Training and prediction of autism spectrum disorder from mother-offspring health data. A, Cohort Accrual: we specify the health data leveraged within our study and their inclusion/exclusion criteria. The maternal look-back window relative to the index is a maximum of 2 years and the offspring observation window is a minimum of 2 years and up to a maximum of 5 years. The outcome of interest is an ASD diagnosis between 18 and 64 months. B, Embedding & Architecture: the trained model requires converting real-world clinical data into an embedding – a transformation of categorical disease and intervention codes, timestamps, and related patient data into a lower-dimensional real number continuous space. The transformer model then extracts relevant patterns from the disease history and leverages this latent space to generate ASD risk predictions. To make use of all available data, we trained 62 individual component models and combined their predictions within a large-scale voting ensemble model that outputs a final high-confidence prediction. C, Learning: the general ML framework begins by portioning the mother & offspring medical histories into a training set, a validation set, and a test set. The data sources are numerous linked repositories aggregated by mother-offspring ID and preprocessed into both time-series and static one-hot encoded representations for subsequent machine learning algorithm development. The training and validation datasets are used to train the models and minimize the prediction error. D, Population-wide Prediction: we evaluate the final model’s prediction performance on the independently held-out test set to quantify its ability to generalize to unseen cases. The term “error-minimized model” was intentionally used to emphasize the optimization process aimed at reducing prediction error during model training. This final model is used to discriminate between patients at higher and lower risk of developing ASD and this risk model can be leveraged as part of a population screening program.
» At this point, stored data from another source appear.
//! Backend abstraction layer
//!
//! Provides the common traits every per-API backend implements, the factories
//! that pick a concrete type from a [`GraphicsApi`](crate::GraphicsApi) at
//! runtime, and the backends themselves.

pub mod dummy;
pub mod factory;
pub mod traits;
pub mod types;
pub mod wgpu_backend;

// Vulkan backend is only available on native platforms
#[cfg(not(target_arch = "wasm32"))]
pub mod vulkan;

pub use traits::*;
pub use types::*;
//! Shader assets on disk

use crate::backend::factory::ShaderCompilerFactory;
use crate::backend::{
    BackendError, BackendResult, CompiledShader, RendererBackend, ShaderCompiler, ShaderStage,
};
use std::fmt;
use std::path::{Path, PathBuf};

/// A shader file plus the compiler of the active API.
///
/// The native handle exists only between `load` and `unload` (or drop).
pub struct ShaderAsset {
    path: PathBuf,
    stage: ShaderStage,
    compiler: Box<dyn ShaderCompiler>,
    compiled: Option<CompiledShader>,
}

impl ShaderAsset {
    pub fn new(
        path: impl Into<PathBuf>,
        stage: ShaderStage,
        backend: &dyn RendererBackend,
    ) -> BackendResult<Self> {
        let compiler =
            ShaderCompilerFactory::create(backend.graphics_api(), &backend.device_context())?;
        Ok(Self::with_compiler(path, stage, compiler))
    }

    pub fn with_compiler(
        path: impl Into<PathBuf>,
        stage: ShaderStage,
        compiler: Box<dyn ShaderCompiler>,
    ) -> Self {
        Self {
            path: path.into(),
            stage,
            compiler,
            compiled: None,
        }
    }

    pub fn path(&self) -> &Path {
        &self.path
    }

    pub fn stage(&self) -> ShaderStage {
        self.stage
    }

    /// Compile the file. Reloading replaces the previous handle.
    pub fn load(&mut self) -> BackendResult<()> {
        self.compiled = None;
        let compiled = self.compiler.compile(&self.path, self.stage)?;
        log::debug!("Compiled {} shader {}", self.stage, self.path.display());
        self.compiled = Some(compiled);
        Ok(())
    }

    pub fn unload(&mut self) {
        self.compiled = None;
    }

    pub fn is_loaded(&self) -> bool {
        self.compiled.is_some()
    }

    pub fn compiled(&self) -> BackendResult<&CompiledShader> {
        self.compiled.as_ref().ok_or_else(|| {
            BackendError::compile(&self.path, "shader has not been loaded")
        })
    }
}

impl fmt::Debug for ShaderAsset {
    fn fmt(&self, f: &mut fmt::Formatter<'_>) -> fmt::Result {
        f.debug_struct("ShaderAsset")
            .field("path", &self.path)
            .field("stage", &self.stage)
            .field("loaded", &self.is_loaded())
            .finish()
    }
}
Data acquisition and outcome definition

This study combines both maternal (prenatal) and offspring (fetal & postnatal) characteristics for ASD prediction (Fig. 1). Maternal characteristics and medical information prior to and during pregnancy were considered with a look-back period of two years from the offspring’s date of birth (Fig. 1C). A follow-up period was applied to collect offspring characteristics, beginning at birth and continuing for five years, until ASD was diagnosed, or until the last available data entry in ICES - whichever occurred first (Fig. 1A). All datasets were linked using unique encoded identifiers and analyzed at ICES. Our cohort was derived from Better Outcomes Registry & Network (BORN) Ontario: a provincial prescribed perinatal, newborn and child registry1. The cohort consisted of all live births between April 1st, 2006 – March 31st, 2018, with mother and offspring information linked through the MOMBABY dataset at ICES. This cohort was then linked to additional datasets: Newborn Screening Ontario (NSO), Prenatal Screening Ontario (PSO), Canadian Institute for Health Information (CIHI)’s Discharge Abstract Database (DAD), and CIHI’s National Ambulatory Care Reporting System (NACRS). NSO and PSO datasets contain screening biomarker values and outcomes, whereas DAD and NACRS consist of International Classification of Diseases (ICD-10) diagnostic codes and Canadian Classification of Health Intervention (CCI) intervention codes assigned during hospital and/or emergency visits and outpatient surgeries. Pairs were excluded from the study cohort using the following criteria: failed linkage to other datasets, invalid death dates, missing offspring sex, mothers or offspring ineligible for the Ontario Health Insurance Plan (OHIP) coverage during the entire study period, offspring with missing follow-up information, and offspring resulting from surrogate pregnancies. Any offspring with missing gestational age or birth weight, or with an ASD diagnosis after 5 years of age were also removed. Next, the cohort was limited to births between 2012 and 2018 due to high levels of missingness of key biomarkers included in NSO and PSO before 2012. Records with more than 50% missing NSO and PSO data, and those without at least one health contact in the DAD/NACRS datasets were removed (Fig. 1A).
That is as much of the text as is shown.